Exercise description -> Only the lines from the beginning of the data below through the line that contains "by a strategy." should be repeated, exactly as written.

─── Input for this task ───

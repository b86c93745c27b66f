use std::num::NonZeroUsize;
use std::str::FromStr;

use chrono::{DateTime, Utc};
use rust_decimal::Decimal;
use serde::{Deserialize, Serialize};

use crate::{Candle, Error};

/// Latest indicator readings for a series. Any indicator may be missing;
/// consumers treat absence as "condition not met", never as a failure.
#[derive(Debug, Clone, PartialEq, Eq, Serialize, Deserialize)]
pub struct IndicatorSnapshot {
    pub price: Decimal,
    pub rsi: Option<Decimal>,
    pub sma_fast: Option<Decimal>,
    pub sma_slow: Option<Decimal>,
}

impl IndicatorSnapshot {
    pub fn price_only(price: Decimal) -> Self {
        Self { price, rsi: None, sma_fast: None, sma_slow: None }
    }

    /// Fill the gaps in `self` with values from `fallback`.
    pub fn or(self, fallback: &IndicatorSnapshot) -> Self {
        Self {
            price: self.price,
            rsi: self.rsi.or(fallback.rsi),
            sma_fast: self.sma_fast.or(fallback.sma_fast),
            sma_slow: self.sma_slow.or(fallback.sma_slow),
        }
    }
}

/// Directional classification emitted by a strategy.
#[derive(Debug, Clone, Copy, PartialEq, Eq, Hash, Serialize, Deserialize)]
#[serde(rename_all = "SCREAMING_SNAKE_CASE")]
pub enum SignalKind {
    Call,
    Put,
    PotentialCall,
    PotentialPut,
    Trap,
    Neutral,
}

impl SignalKind {
    /// Whether a scan should report this result.
    pub fn is_actionable(&self) -> bool {
        !matches!(self, SignalKind::Neutral | SignalKind::Trap)
    }

    /// 0 = neutral/trap, 1 = potential, 2 = confirmed.
    pub fn tier(&self) -> u8 {
        match self {
            SignalKind::Call | SignalKind::Put => 2,
            SignalKind::PotentialCall | SignalKind::PotentialPut => 1,
            SignalKind::Trap | SignalKind::Neutral => 0,
        }
    }

    pub fn is_bullish(&self) -> bool {
        matches!(self, SignalKind::Call | SignalKind::PotentialCall)
    }

    pub fn is_bearish(&self) -> bool {
        matches!(self, SignalKind::Put | SignalKind::PotentialPut)
    }
}

impl std::fmt::Display for SignalKind {
    fn fmt(&self, f: &mut std::fmt::Formatter<'_>) -> std::fmt::Result {
        match self {
            SignalKind::Call => write!(f, "CALL"),
            SignalKind::Put => write!(f, "PUT"),
            SignalKind::PotentialCall => write!(f, "POTENTIAL_CALL"),
            SignalKind::PotentialPut => write!(f, "POTENTIAL_PUT"),
            SignalKind::Trap => write!(f, "TRAP"),
            SignalKind::Neutral => write!(f, "NEUTRAL"),
        }
    }
}

/// A signal produced by evaluating a strategy on one window.
/// Fields are private so a signal cannot be altered once produced.
#[derive(Debug, Clone, PartialEq, Eq, Serialize)]
pub struct Signal {
    asset: String,
    kind: SignalKind,
    reason: String,
    timestamp: DateTime<Utc>,
    #[serde(skip_serializing_if = "Option::is_none")]
    confidence: Option<Decimal>,
}

impl Signal {
    pub fn new(
        asset: impl Into<String>,
        kind: SignalKind,
        reason: impl Into<String>,
        timestamp: DateTime<Utc>,
        confidence: Option<Decimal>,
    ) -> Self {
        Self {
            asset: asset.into(),
            kind,
            reason: reason.into(),
            timestamp,
            confidence,
        }
    }

    pub fn asset(&self) -> &str {
        &self.asset
    }

    pub fn kind(&self) -> SignalKind {
        self.kind
    }

    pub fn reason(&self) -> &str {
        &self.reason
    }

    pub fn timestamp(&self) -> DateTime<Utc> {
        self.timestamp
    }

    pub fn confidence(&self) -> Option<Decimal> {
        self.confidence
    }
}

/// Trend direction as classified from moving averages.
#[derive(Debug, Clone, Copy, PartialEq, Eq, Serialize, Deserialize)]
#[serde(rename_all = "UPPERCASE")]
pub enum Trend {
    Up,
    Down,
}

/// Which moving-average relationship defines the trend.
#[derive(Debug, Clone, Copy, PartialEq, Eq, Default, Serialize, Deserialize)]
#[serde(rename_all = "snake_case")]
pub enum TrendPolicy {
    /// `UP` when the price is above the slow average.
    #[default]
    PriceVsSlowSma,
    /// `UP` when the fast average is above the slow one.
    FastSlowCross,
}

impl FromStr for TrendPolicy {
    type Err = Error;

    fn from_str(s: &str) -> Result<Self, Self::Err> {
        match s.trim().to_lowercase().as_str() {
            "price_vs_slow_sma" => Ok(TrendPolicy::PriceVsSlowSma),
            "fast_slow_cross" => Ok(TrendPolicy::FastSlowCross),
            other => Err(Error::Config(format!("unknown trend policy '{other}'"))),
        }
    }
}

#[derive(Debug, Clone, Copy, PartialEq, Eq, Default, Serialize, Deserialize)]
#[serde(rename_all = "UPPERCASE")]
pub enum TrendFilter {
    #[default]
    Any,
    Up,
    Down,
}

impl TrendFilter {
    /// An unknown trend only passes the `ANY` filter.
    pub fn accepts(&self, trend: Option<Trend>) -> bool {
        match self {
            TrendFilter::Any => true,
            TrendFilter::Up => trend == Some(Trend::Up),
            TrendFilter::Down => trend == Some(Trend::Down),
        }
    }
}

impl FromStr for TrendFilter {
    type Err = Error;

    fn from_str(s: &str) -> Result<Self, Self::Err> {
        match s.trim().to_uppercase().as_str() {
            "ANY" | "" => Ok(TrendFilter::Any),
            "UP" => Ok(TrendFilter::Up),
            "DOWN" => Ok(TrendFilter::Down),
            other => Err(Error::InvalidRequest(format!(
                "trend_filter must be ANY, UP or DOWN, got '{other}'"
            ))),
        }
    }
}

#[derive(Debug, Clone, Copy, PartialEq, Eq, Default, Serialize, Deserialize)]
#[serde(rename_all = "UPPERCASE")]
pub enum SignalFilter {
    #[default]
    All,
    Call,
    Put,
}

impl SignalFilter {
    /// `CALL` admits confirmed and potential calls; `PUT` mirrors it.
    pub fn accepts(&self, kind: SignalKind) -> bool {
        match self {
            SignalFilter::All => true,
            SignalFilter::Call => kind.is_bullish(),
            SignalFilter::Put => kind.is_bearish(),
        }
    }
}

impl FromStr for SignalFilter {
    type Err = Error;

    fn from_str(s: &str) -> Result<Self, Self::Err> {
        match s.trim().to_uppercase().as_str() {
            "ALL" | "" => Ok(SignalFilter::All),
            "CALL" => Ok(SignalFilter::Call),
            "PUT" => Ok(SignalFilter::Put),
            other => Err(Error::InvalidRequest(format!(
                "signal_filter must be ALL, CALL or PUT, got '{other}'"
            ))),
        }
    }
}

/// Which end of the series a scan starts from. The cap applies after
/// ordering, so newest-first returns the most recent signals.
#[derive(Debug, Clone, Copy, PartialEq, Eq, Default, Serialize, Deserialize)]
#[serde(rename_all = "snake_case")]
pub enum ScanOrder {
    #[default]
    NewestFirst,
    OldestFirst,
}

/// Per-request scan parameters.
#[derive(Debug, Clone, PartialEq, Eq, Serialize, Deserialize)]
pub struct StrategyConfig {
    /// Opaque to the core; passed through to the data source.
    pub timeframe: String,
    pub trend_filter: TrendFilter,
    pub signal_filter: SignalFilter,
    pub max_signals: NonZeroUsize,
    /// Overrides the strategy's own policy for both the trend filter and
    /// trend scoring. `None` keeps the strategy's.
    #[serde(default)]
    pub trend_policy: Option<TrendPolicy>,
    #[serde(default)]
    pub order: ScanOrder,
}

impl Default for StrategyConfig {
    fn default() -> Self {
        Self {
            timeframe: "1min".to_string(),
            trend_filter: TrendFilter::Any,
            signal_filter: SignalFilter::All,
            max_signals: NonZeroUsize::MIN,
            trend_policy: None,
            order: ScanOrder::default(),
        }
    }
}

/// One tick relayed from the live upstream feed.
#[derive(Debug, Clone, PartialEq, Eq, Serialize, Deserialize)]
pub struct PriceTick {
    pub asset: String,
    pub price: Decimal,
    pub timestamp: DateTime<Utc>,
    #[serde(default, skip_serializing_if = "Option::is_none")]
    pub candle: Option<Candle>,
}

/// Strip separators and the OTC suffix from a user-facing symbol:
/// `EUR/USD`, `eur-usd` and `EURUSD-OTC` all become `EURUSD`.
pub fn normalize_symbol(symbol: &str) -> String {
    let upper = symbol.trim().to_uppercase();
    let base = upper
        .strip_suffix("-OTC")
        .or_else(|| upper.strip_suffix("_OTC"))
        .unwrap_or(&upper);
    base.chars().filter(|c| !matches!(c, '/' | '-' | '_' | ' ')).collect()
}

#[cfg(test)]
mod tests {
    use super::*;
    use rust_decimal_macros::dec;

    #[test]
    fn actionable_excludes_neutral_and_trap() {
        assert!(SignalKind::Call.is_actionable());
        assert!(SignalKind::PotentialPut.is_actionable());
        assert!(!SignalKind::Trap.is_actionable());
        assert!(!SignalKind::Neutral.is_actionable());
    }

    #[test]
    fn signal_filter_matches_direction() {
        assert!(SignalFilter::Call.accepts(SignalKind::PotentialCall));
        assert!(!SignalFilter::Call.accepts(SignalKind::Put));
        assert!(SignalFilter::Put.accepts(SignalKind::Put));
        assert!(SignalFilter::All.accepts(SignalKind::PotentialPut));
    }

    #[test]
    fn trend_filter_rejects_unknown_trend_unless_any() {
        assert!(TrendFilter::Any.accepts(None));
        assert!(!TrendFilter::Up.accepts(None));
        assert!(TrendFilter::Down.accepts(Some(Trend::Down)));
    }

    #[test]
    fn filters_parse_case_insensitively() {
        assert_eq!("call".parse::<SignalFilter>().unwrap(), SignalFilter::Call);
        assert_eq!("Down".parse::<TrendFilter>().unwrap(), TrendFilter::Down);
        let err = "SIDEWAYS".parse::<TrendFilter>().unwrap_err();
        assert!(matches!(err, Error::InvalidRequest(_)));
    }

    #[test]
    fn snapshot_gaps_filled_from_fallback() {
        let provided = IndicatorSnapshot {
            price: dec!(1.5),
            rsi: Some(dec!(42)),
            sma_fast: None,
            sma_slow: None,
        };
        let derived = IndicatorSnapshot {
            price: dec!(1.4),
            rsi: Some(dec!(60)),
            sma_fast: Some(dec!(1.3)),
            sma_slow: None,
        };
        let merged = provided.or(&derived);
        assert_eq!(merged.price, dec!(1.5));
        assert_eq!(merged.rsi, Some(dec!(42)));
        assert_eq!(merged.sma_fast, Some(dec!(1.3)));
        assert_eq!(merged.sma_slow, None);
    }

    #[test]
    fn symbols_normalize_like_provider_expects() {
        assert_eq!(normalize_symbol("EUR/USD"), "EURUSD");
        assert_eq!(normalize_symbol("eur-usd-otc"), "EURUSD");
        assert_eq!(normalize_symbol("USDJPY_OTC"), "USDJPY");
        assert_eq!(normalize_symbol(" AAPL "), "AAPL");
    }

    #[test]
    fn signal_kind_serializes_screaming_snake() {
        let json = serde_json::to_string(&SignalKind::PotentialCall).unwrap();
        assert_eq!(json, "\"POTENTIAL_CALL\"");
    }
}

───

Answer ->
repository b86c93745c27b66f
use std::num::NonZeroUsize;
use std::str::FromStr;

use chrono::{DateTime, Utc};
use rust_decimal::Decimal;
use serde::{Deserialize, Serialize};

use crate::{Candle, Error};

/// Latest indicator readings for a series. Any indicator may be missing;
/// consumers treat absence as "condition not met", never as a failure.
#[derive(Debug, Clone, PartialEq, Eq, Serialize, Deserialize)]
pub struct IndicatorSnapshot {
    pub price: Decimal,
    pub rsi: Option<Decimal>,
    pub sma_fast: Option<Decimal>,
    pub sma_slow: Option<Decimal>,
}

impl IndicatorSnapshot {
    pub fn price_only(price: Decimal) -> Self {
        Self { price, rsi: None, sma_fast: None, sma_slow: None }
    }

    /// Fill the gaps in `self` with values from `fallback`.
    pub fn or(self, fallback: &IndicatorSnapshot) -> Self {
        Self {
            price: self.price,
            rsi: self.rsi.or(fallback.rsi),
            sma_fast: self.sma_fast.or(fallback.sma_fast),
            sma_slow: self.sma_slow.or(fallback.sma_slow),
        }
    }
}

/// Directional classification emitted by a strategy.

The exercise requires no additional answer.